[Task to carry out] Nothing in the data may be altered, so output all of it exactly.

*** The records ***

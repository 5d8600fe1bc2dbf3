//! # Database — PostgreSQL Storage Layer
//!
//! Provides async database operations for participants, the activity ledger,
//! totems, directions, and streams via `sqlx::PgPool` connecting to Supabase
//! PostgreSQL.
//!
//! ## Schema
//!
//! - `streams`: program cohorts; exactly one row carries `is_current`
//! - `participants`: identity + cached cumulative points
//! - `activities`: append-only scored-event ledger
//! - `totem_requirements`: declarative award rules (static reference data)
//! - `participant_totems`: earned totems, unique on (participant, totem)
//! - `directions`: discipline tracks with completion requirements
//! - `direction_progress`: cached per-(participant, direction) counters
//! - `special_badges`: admin-granted discrete awards
//!
//! ## Module Structure
//!
//! Operations are split into submodules by domain:
//!
//! - [`participants`] — registration, lookup, leaderboard, points sync
//! - [`activities`] — ledger append, listing, admin edit/delete
//! - [`totems`] — requirement table, conditional grants, special badges
//! - [`directions`] — direction catalog and progress cache upserts
//! - [`streams`] — cohort listing and the current-stream swap

mod activities;
mod directions;
mod participants;
mod streams;
mod totems;

use anyhow::Result;
use serde::Serialize;
use serde_json::Value;
use sqlx::postgres::{PgConnectOptions, PgPool, PgPoolOptions};

// ── Participant types ───────────────────────────────────────────

#[derive(Clone, Serialize, sqlx::FromRow)]
pub struct ParticipantRow {
    pub id: uuid::Uuid,
    pub full_name: String,
    pub email: Option<String>,
    pub stream_id: Option<uuid::Uuid>,
    pub points: i64,
    pub registered_at: chrono::DateTime<chrono::Utc>,
}

/// Leaderboard entry: participants of the current stream ordered by points.
#[derive(Serialize, sqlx::FromRow)]
pub struct LeaderboardRow {
    pub id: uuid::Uuid,
    pub full_name: String,
    pub points: i64,
    pub totem_count: i64,
    pub rank: i64,
}

// ── Ledger types ────────────────────────────────────────────────

#[derive(Clone, Serialize, sqlx::FromRow)]
pub struct ActivityRow {
    pub id: i64,
    pub participant_id: uuid::Uuid,
    pub reward_type: String,
    pub subtype: Option<String>,
    pub points: i64,
    pub multiplier: f64,
    pub activity_date: chrono::NaiveDate,
    pub description: Option<String>,
    pub verified_by: Option<String>,
    pub created_at: chrono::DateTime<chrono::Utc>,
}

// ── Totem types ─────────────────────────────────────────────────

#[derive(Clone, Serialize, sqlx::FromRow)]
pub struct TotemRequirementRow {
    pub totem_type: String,
    pub name: String,
    pub icon: String,
    pub description: String,
    pub requirements: Value,
}

#[derive(Clone, Serialize, sqlx::FromRow)]
pub struct ParticipantTotemRow {
    pub participant_id: uuid::Uuid,
    pub totem_type: String,
    pub earned_at: chrono::DateTime<chrono::Utc>,
}

#[derive(Clone, Serialize, sqlx::FromRow)]
pub struct SpecialBadgeRow {
    pub id: i64,
    pub participant_id: uuid::Uuid,
    pub badge_type: String,
    pub rank_position: Option<i32>,
    pub granted_by: Option<String>,
    pub granted_at: chrono::DateTime<chrono::Utc>,
}

// ── Direction types ─────────────────────────────────────────────

#[derive(Clone, Serialize, sqlx::FromRow)]
pub struct DirectionRow {
    pub id: i64,
    pub code: String,
    pub name: String,
    pub required_activities: i64,
    pub required_lectures: i64,
    pub has_final_test: bool,
    pub totem_type: Option<String>,
}

#[derive(Clone, Serialize, sqlx::FromRow)]
pub struct DirectionProgressRow {
    pub participant_id: uuid::Uuid,
    pub direction_id: i64,
    pub activities_completed: i64,
    pub lectures_completed: i64,
    pub final_test_passed: bool,
    pub progress_percentage: f64,
    pub totem_earned: bool,
    pub updated_at: chrono::DateTime<chrono::Utc>,
}

// ── Stream types ────────────────────────────────────────────────

#[derive(Clone, Serialize, sqlx::FromRow)]
pub struct StreamRow {
    pub id: uuid::Uuid,
    pub name: String,
    pub starts_on: chrono::NaiveDate,
    pub ends_on: chrono::NaiveDate,
    pub is_current: bool,
}

// ── Database struct and connection ──────────────────────────────

#[derive(Clone)]
pub struct Database {
    pool: PgPool,
}

impl Database {
    /// Connect to PostgreSQL using the provided database URL.
    ///
    /// Manually parses the URL to preserve the full username — sqlx's built-in
    /// parser strips the ".project-ref" suffix that Supabase pooler requires.
    pub async fn connect(database_url: &str) -> Result<Self> {
        let url = url::Url::parse(database_url)?;
        let username = urlencoding::decode(url.username())?.into_owned();
        let password = url
            .password()
            .map(|p| urlencoding::decode(p).map(|s| s.into_owned()))
            .transpose()?;
        let mut opts = PgConnectOptions::new()
            .host(url.host_str().unwrap_or("localhost"))
            .port(url.port().unwrap_or(5432))
            .database(url.path().trim_start_matches('/'))
            .username(&username)
            .statement_cache_capacity(0);
        if let Some(ref pw) = password {
            opts = opts.password(pw);
        }
        let pool = PgPoolOptions::new()
            .max_connections(4)
            .connect_with(opts)
            .await?;
        Ok(Database { pool })
    }

    /// Get a reference to the underlying connection pool.
    pub fn pool(&self) -> &PgPool {
        &self.pool
    }

    /// Health check: execute `SELECT 1` to verify database connectivity.
    ///
    /// Used by the `/readyz` readiness probe. Returns `Ok(())` if the
    /// database responds, or an error if the connection is broken.
    pub async fn health_check(&self) -> Result<()> {
        sqlx::query_scalar::<_, i32>("SELECT 1")
            .fetch_one(&self.pool)
            .await?;
        Ok(())
    }
}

*** End of The records ***

[Written solution]
repository 5d8600fe1bc2dbf3
//! # Database — PostgreSQL Storage Layer
//!
//! Provides async database operations for participants, the activity ledger,
//! totems, directions, and streams via `sqlx::PgPool` connecting to Supabase
//! PostgreSQL.
//!
//! ## Schema
//!
//! - `streams`: program cohorts; exactly one row carries `is_current`
//! - `participants`: identity + cached cumulative points
//! - `activities`: append-only scored-event ledger
//! - `totem_requirements`: declarative award rules (static reference data)
//! - `participant_totems`: earned totems, unique on (participant, totem)
//! - `directions`: discipline tracks with completion requirements
//! - `direction_progress`: cached per-(participant, direction) counters
//! - `special_badges`: admin-granted discrete awards
//!
//! ## Module Structure
//!
//! Operations are split into submodules by domain:
//!
//! - [`participants`] — registration, lookup, leaderboard, points sync
//! - [`activities`] — ledger append, listing, admin edit/delete
//! - [`totems`] — requirement table, conditional grants, special badges
//! - [`directions`] — direction catalog and progress cache upserts
//! - [`streams`] — cohort listing and the current-stream swap

mod activities;
mod directions;
mod participants;
mod streams;
mod totems;

use anyhow::Result;
use serde::Serialize;
use serde_json::Value;
use sqlx::postgres::{PgConnectOptions, PgPool, PgPoolOptions};

// ── Participant types ───────────────────────────────────────────

#[derive(Clone, Serialize, sqlx::FromRow)]
pub struct ParticipantRow {
    pub id: uuid::Uuid,
    pub full_name: String,
    pub email: Option<String>,
    pub stream_id: Option<uuid::Uuid>,
    pub points: i64,
    pub registered_at: chrono::DateTime<chrono::Utc>,
}

/// Leaderboard entry: participants of the current stream ordered by points.
#[derive(Serialize, sqlx::FromRow)]
pub struct LeaderboardRow {
    pub id: uuid::Uuid,
    pub full_name: String,
    pub points: i64,
    pub totem_count: i64,
    pub rank: i64,
}

// ── Ledger types ────────────────────────────────────────────────

#[derive(Clone, Serialize, sqlx::FromRow)]
pub struct ActivityRow {
    pub id: i64,
    pub participant_id: uuid::Uuid,
    pub reward_type: String,
    pub subtype: Option<String>,
    pub points: i64,
    pub multiplier: f64,
    pub activity_date: chrono::NaiveDate,
    pub description: Option<String>,
    pub verified_by: Option<String>,
    pub created_at: chrono::DateTime<chrono::Utc>,
}

// ── Totem types ─────────────────────────────────────────────────

#[derive(Clone, Serialize, sqlx::FromRow)]
pub struct TotemRequirementRow {
    pub totem_type: String,
    pub name: String,
    pub icon: String,
    pub description: String,
    pub requirements: Value,
}

#[derive(Clone, Serialize, sqlx::FromRow)]
pub struct ParticipantTotemRow {
    pub participant_id: uuid::Uuid,
    pub totem_type: String,
    pub earned_at: chrono::DateTime<chrono::Utc>,
}

#[derive(Clone, Serialize, sqlx::FromRow)]
pub struct SpecialBadgeRow {
    pub id: i64,
    pub participant_id: uuid::Uuid,
    pub badge_type: String,
    pub rank_position: Option<i32>,
    pub granted_by: Option<String>,
    pub granted_at: chrono::DateTime<chrono::Utc>,
}

// ── Direction types ─────────────────────────────────────────────

#[derive(Clone, Serialize, sqlx::FromRow)]
pub struct DirectionRow {
    pub id: i64,
    pub code: String,
    pub name: String,
    pub required_activities: i64,
    pub required_lectures: i64,
    pub has_final_test: bool,
    pub totem_type: Option<String>,
}

#[derive(Clone, Serialize, sqlx::FromRow)]
pub struct DirectionProgressRow {
    pub participant_id: uuid::Uuid,
    pub direction_id: i64,
    pub activities_completed: i64,
    pub lectures_completed: i64,
    pub final_test_passed: bool,
    pub progress_percentage: f64,
    pub totem_earned: bool,
    pub updated_at: chrono::DateTime<chrono::Utc>,
}

// ── Stream types ────────────────────────────────────────────────

#[derive(Clone, Serialize, sqlx::FromRow)]
pub struct StreamRow {
    pub id: uuid::Uuid,
    pub name: String,
    pub starts_on: chrono::NaiveDate,
    pub ends_on: chrono::NaiveDate,
    pub is_current: bool,
}

// ── Database struct and connection ──────────────────────────────

#[derive(Clone)]
pub struct Database {
    pool: PgPool,
}

impl Database {
    /// Connect to PostgreSQL using the provided database URL.
    ///
    /// Manually parses the URL to preserve the full username — sqlx's built-in
    /// parser strips the ".project-ref" suffix that Supabase pooler requires.
    pub async fn connect(database_url: &str) -> Result<Self> {
        let url = url::Url::parse(database_url)?;
        let username = urlencoding::decode(url.username())?.into_owned();
        let password = url
            .password()
            .map(|p| urlencoding::decode(p).map(|s| s.into_owned()))
            .transpose()?;
        let mut opts = PgConnectOptions::new()
            .host(url.host_str().unwrap_or("localhost"))
            .port(url.port().unwrap_or(5432))
            .database(url.path().trim_start_matches('/'))
            .username(&username)
            .statement_cache_capacity(0);
        if let Some(ref pw) = password {
            opts = opts.password(pw);
        }
        let pool = PgPoolOptions::new()
            .max_connections(4)
            .connect_with(opts)
            .await?;
        Ok(Database { pool })
    }

    /// Get a reference to the underlying connection pool.
    pub fn pool(&self) -> &PgPool {
        &self.pool
    }

    /// Health check: execute `SELECT 1` to verify database connectivity.
    ///
    /// Used by the `/readyz` readiness probe. Returns `Ok(())` if the
    /// database responds, or an error if the connection is broken.
    pub async fn health_check(&self) -> Result<()> {
        sqlx::query_scalar::<_, i32>("SELECT 1")
            .fetch_one(&self.pool)
            .await?;
        Ok(())
    }
}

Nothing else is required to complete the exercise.